--- START ---
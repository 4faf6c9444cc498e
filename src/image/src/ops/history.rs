//! Layer history of an image.

use cask_core::error::{CaskError, Result};
use chrono::{DateTime, Utc};
use serde::Serialize;

use crate::client::Client;
use crate::context::OpContext;
use crate::digest;
use crate::graph;
use crate::manifest::{is_empty_layer, ConfigExt, ManifestExt};
use crate::platform::MatchComparer;
use crate::walker::{self, AmbiguityPolicy};

const MISSING: &str = "<missing>";

/// One history entry, newest first.
#[derive(Debug, Clone, PartialEq, Serialize)]
#[serde(rename_all = "PascalCase")]
pub struct HistoryRow {
    /// Chain ID of the layer, `<missing>` for empty layers.
    pub snapshot: String,
    pub created_at: Option<DateTime<Utc>>,
    pub created_by: String,
    pub size: u64,
    pub comment: String,
}

/// History rows of `req` for the best platform under `matcher`.
pub async fn history(
    client: &Client,
    ctx: &OpContext,
    req: &str,
    matcher: &MatchComparer,
) -> Result<Vec<HistoryRow>> {
    let found = walker::walk(client.content(), client.images(), ctx, req, AmbiguityPolicy::UniqueTarget).await?;
    let image = &found[0].image;
    let manifests = graph::manifests_for(client.content(), ctx, &image.target, matcher).await?;
    let pm = manifests
        .first()
        .ok_or_else(|| CaskError::not_found(format!("no manifest of {req} matches the requested platform")))?;

    let chains = digest::chain_ids(pm.config.layer_diff_ids());
    let blobs = pm.manifest.layer_descriptors();
    let mut rows = Vec::with_capacity(pm.config.history().len());
    let mut layer = 0;
    for h in pm.config.history() {
        let (snapshot, size) = if is_empty_layer(h) {
            (MISSING.to_string(), 0)
        } else {
            let size = layer_size(client, ctx, &chains, layer, blobs.get(layer).map(|l| l.size)).await?;
            let snapshot = chains.get(layer).cloned().unwrap_or_else(|| MISSING.to_string());
            layer += 1;
            (snapshot, size)
        };
        rows.push(HistoryRow {
            snapshot,
            created_at: h.created().as_deref().and_then(parse_created),
            created_by: h.created_by().clone().unwrap_or_default(),
            size,
            comment: h.comment().clone().unwrap_or_default(),
        });
    }
    rows.reverse();
    Ok(rows)
}

fn parse_created(s: &str) -> Option<DateTime<Utc>> {
    DateTime::parse_from_rfc3339(s).ok().map(|t| t.with_timezone(&Utc))
}

/// Growth of the unpacked snapshot over its parent; the blob size when the
/// layer is not unpacked.
async fn layer_size(
    client: &Client,
    ctx: &OpContext,
    chains: &[String],
    index: usize,
    blob_size: Option<u64>,
) -> Result<u64> {
    let fallback = blob_size.unwrap_or(0);
    let Some(chain) = chains.get(index) else {
        return Ok(fallback);
    };
    let sn = client.snapshotter();
    let top = match sn.usage(ctx, chain).await {
        Ok(u) => u.size,
        Err(e) if e.is(cask_core::ErrorKind::NotFound) => return Ok(fallback),
        Err(e) => return Err(e),
    };
    let parent = match index.checked_sub(1).and_then(|i| chains.get(i)) {
        Some(parent) => match sn.usage(ctx, parent).await {
            Ok(u) => u.size,
            Err(e) if e.is(cask_core::ErrorKind::NotFound) => 0,
            Err(e) => return Err(e),
        },
        None => 0,
    };
    Ok(top.saturating_sub(parent))
}

#[cfg(test)]
mod tests {
    use super::*;
    use tempfile::TempDir;

    use crate::convert::tests::{layer_tar, test_client};
    use crate::descriptor::Descriptor;
    use crate::manifest::{new_config, new_manifest};
    use oci_spec::image::HistoryBuilder;
    use crate::media;
    use crate::platform::Platform;
    use crate::store::{write_blob, write_json, ImageRecord};
    use std::collections::BTreeMap;

    #[tokio::test]
    async fn test_rows_newest_first_with_empty_layers() {
        let tmp = TempDir::new().unwrap();
        let client = test_client(&tmp);
        let ctx = client.context();

        let tar = layer_tar(&[("a", b"hello")]);
        let gz = crate::compression::gzip_all(&tar).unwrap();
        let layer = Descriptor::of(media::DOCKER_LAYER_GZIP, &gz);
        write_blob(client.content(), &ctx, &layer, &gz, BTreeMap::new()).await.unwrap();

        let mut config = new_config(&Platform::host()).unwrap();
        config.push_layer(
            digest::sha256_of(&tar),
            HistoryBuilder::default()
                .created("2024-01-02T03:04:05Z".to_string())
                .created_by("ADD rootfs /".to_string())
                .build()
                .unwrap(),
        );
        let mut entries = config.history().clone();
        entries.push(
            HistoryBuilder::default()
                .created_by("CMD [\"sh\"]".to_string())
                .comment("buildkit".to_string())
                .empty_layer(true)
                .build()
                .unwrap(),
        );
        config.set_history(entries);
        let config_desc = write_json(client.content(), &ctx, media::DOCKER_CONFIG, &config, BTreeMap::new())
            .await
            .unwrap();
        let manifest = new_manifest(media::DOCKER_MANIFEST, &config_desc, &[layer.clone()]).unwrap();
        let target = write_json(client.content(), &ctx, media::DOCKER_MANIFEST, &manifest, BTreeMap::new())
            .await
            .unwrap();
        client
            .images()
            .create(&ctx, ImageRecord::new("docker.io/library/hist:1", target))
            .await
            .unwrap();

        let rows = history(&client, &ctx, "hist:1", &MatchComparer::host()).await.unwrap();
        assert_eq!(rows.len(), 2);
        assert_eq!(rows[0].snapshot, MISSING);
        assert_eq!(rows[0].comment, "buildkit");
        assert_eq!(rows[0].size, 0);
        assert_eq!(rows[1].snapshot, config.layer_diff_ids()[0]);
        assert_eq!(rows[1].created_at.map(|t| t.timestamp()), Some(1_704_164_645));
        assert_eq!(rows[1].created_by, "ADD rootfs /");
        assert_eq!(rows[1].size, layer.size);
    }

    #[tokio::test]
    async fn test_missing_image() {
        let tmp = TempDir::new().unwrap();
        let client = test_client(&tmp);
        let err = history(&client, &client.context(), "nope", &MatchComparer::host())
            .await
            .unwrap_err();
        assert!(err.is(cask_core::ErrorKind::NotFound));
    }
}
--- END ---
WHAT YOU WILL DO: Each line above holding the word "matcher" counts; reply with how many there are, only the number.

COMPLETED EXERCISE: 3